Tuesday, 5 April 2011

It's brown...

...but it has a map. And an astounding array of exotic fonts. Welcome to my PhD blog.

I begin this today as my brain is jagged from thinking and my face all a-spasm from prolonged screen-staring. What better to do now, I thinks to myself, than open yet another writing outlet? On a beautiful day? A Friday, no less? Well, this is the life of a PhD student, so I may as well embrace it, eh? Come join me. Group hug.
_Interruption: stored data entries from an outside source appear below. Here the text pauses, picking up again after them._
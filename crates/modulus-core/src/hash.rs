//! Content hashing (spec §3 `Package.content_hash`, §4.4 store integrity).
//!
//! Two distinct digests are used deliberately: [`blake3`] for fast
//! content-addressing keys inside the local store (not exposed to the
//! network), and SHA-512 for the integrity value recorded in the lock file
//! and compared against what a remote feed advertises.

use base64::engine::general_purpose::STANDARD as BASE64;
use base64::Engine as _;
use serde::{Deserialize, Serialize};
use sha2::{Digest, Sha512};
use std::fmt;
use std::io::Read;

/// A content-addressing key derived from archive bytes via BLAKE3.
#[derive(Debug, Clone, Copy, PartialEq, Eq, Hash)]
pub struct ContentKey([u8; 32]);

impl ContentKey {
    #[must_use]
    pub fn of(bytes: &[u8]) -> Self {
        Self(*blake3::hash(bytes).as_bytes())
    }

    /// Hex form, used as the directory name in the on-disk store.
    #[must_use]
    pub fn to_hex(self) -> String {
        hex::encode(self.0)
    }
}

impl fmt::Display for ContentKey {
    fn fmt(&self, f: &mut fmt::Formatter<'_>) -> fmt::Result {
        f.write_str(&self.to_hex())
    }
}

/// The base64 SHA-512 integrity value recorded in lock files (spec §3, §8
/// property "hash integrity").
#[derive(Debug, Clone, PartialEq, Eq, Serialize, Deserialize)]
#[serde(transparent)]
pub struct IntegrityHash(String);

impl IntegrityHash {
    /// Compute the integrity value for a full in-memory archive.
    #[must_use]
    pub fn of(bytes: &[u8]) -> Self {
        let digest = Sha512::digest(bytes);
        Self(BASE64.encode(digest))
    }

    /// Compute the integrity value by streaming a reader, avoiding loading
    /// the whole archive into memory.
    pub fn of_reader(mut reader: impl Read) -> std::io::Result<Self> {
        let mut hasher = Sha512::new();
        let mut buf = [0u8; 64 * 1024];
        loop {
            let n = reader.read(&mut buf)?;
            if n == 0 {
                break;
            }
            hasher.update(&buf[..n]);
        }
        Ok(Self(BASE64.encode(hasher.finalize())))
    }

    #[must_use]
    pub fn as_str(&self) -> &str {
        &self.0
    }

    #[must_use]
    pub fn from_base64(value: impl Into<String>) -> Self {
        Self(value.into())
    }
}

impl fmt::Display for IntegrityHash {
    fn fmt(&self, f: &mut fmt::Formatter<'_>) -> fmt::Result {
        f.write_str(&self.0)
    }
}

#[cfg(test)]
mod tests {
    use super::*;

    #[test]
    fn content_key_is_stable() {
        let a = ContentKey::of(b"hello world");
        let b = ContentKey::of(b"hello world");
        assert_eq!(a, b);
    }

    #[test]
    fn content_key_differs_for_different_bytes() {
        assert_ne!(ContentKey::of(b"a"), ContentKey::of(b"b"));
    }

    #[test]
    fn integrity_hash_matches_between_full_and_streamed() {
        let data = b"the quick brown fox jumps over the lazy dog".repeat(100);
        let whole = IntegrityHash::of(&data);
        let streamed = IntegrityHash::of_reader(std::io::Cursor::new(&data)).unwrap();
        assert_eq!(whole, streamed);
    }
}
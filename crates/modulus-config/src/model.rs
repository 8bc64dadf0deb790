//! Resolved configuration model (spec §6 "(added) `modulus-config`").

use serde::{Deserialize, Serialize};
use std::path::PathBuf;

/// A single feed source URL, in priority order.
#[derive(Debug, Clone, PartialEq, Eq, Serialize, Deserialize)]
#[serde(transparent)]
pub struct Source(pub url::Url);

/// The `--configfile` JSON document shape: `{ sources, fallback-sources,
/// cache-dir, store-dir }`. Every field is optional; absent fields fall
/// through to built-in defaults.
#[derive(Debug, Clone, Default, Serialize, Deserialize)]
pub struct ConfigFile {
    #[serde(default)]
    pub sources: Vec<String>,
    #[serde(rename = "fallback-sources", default)]
    pub fallback_sources: Vec<String>,
    #[serde(rename = "cache-dir", default)]
    pub cache_dir: Option<PathBuf>,
    #[serde(rename = "store-dir", default)]
    pub store_dir: Option<PathBuf>,
}

/// The fully merged, effective configuration used by the rest of the
/// workspace. Produced by [`crate::loader::ConfigLoader::resolve`].
#[derive(Debug, Clone)]
pub struct ResolvedConfig {
    pub sources: Vec<String>,
    pub fallback_sources: Vec<String>,
    pub cache_dir: PathBuf,
    pub store_dir: PathBuf,
}

impl ResolvedConfig {
    /// Built-in defaults before any layer is merged in.
    #[must_use]
    pub fn defaults() -> Self {
        Self {
            sources: Vec::new(),
            fallback_sources: Vec::new(),
            cache_dir: modulus_platform::dirs::default_cache_dir(),
            store_dir: modulus_platform::dirs::default_store_dir(),
        }
    }
}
And besides, I've made an exciting discovery. Mikhail Bakhtin is his name. 'Re-discovery' would be more apt, actually, as he featured in my undergraduate work too, but I wasn't quite ready to absorb him then - I didn't have the 'in' I have now. Namely, the question I was asked by my progression panel in January, something along the lines of:


'You make a lot of grand theoretical claims, using concepts like identity, voice, and agency. What do you mean by these terms?'


I stumbled; I fumbled, I bumbled. And went home and thought: What is it that I mean? Why do I believe in agency? It's an emotionally appealing concept, right? What more basis than that? But 'because it is' is no justification for anything, and I had to find some way to articulate my use of the term. Enter Bakhtin, who had reared his imposing forehead several times during my reading, and whose proffered thread I decided to take up in earnest. His work on dialogism offers a useful foundation for narrative methodology, and for the concepts of agency and voice I'm trying to formulate; not least in my reflexive work, and my attempts to find my own voice as an academic writer among the voices of so many others. Aha. Is this why I've started blogging..?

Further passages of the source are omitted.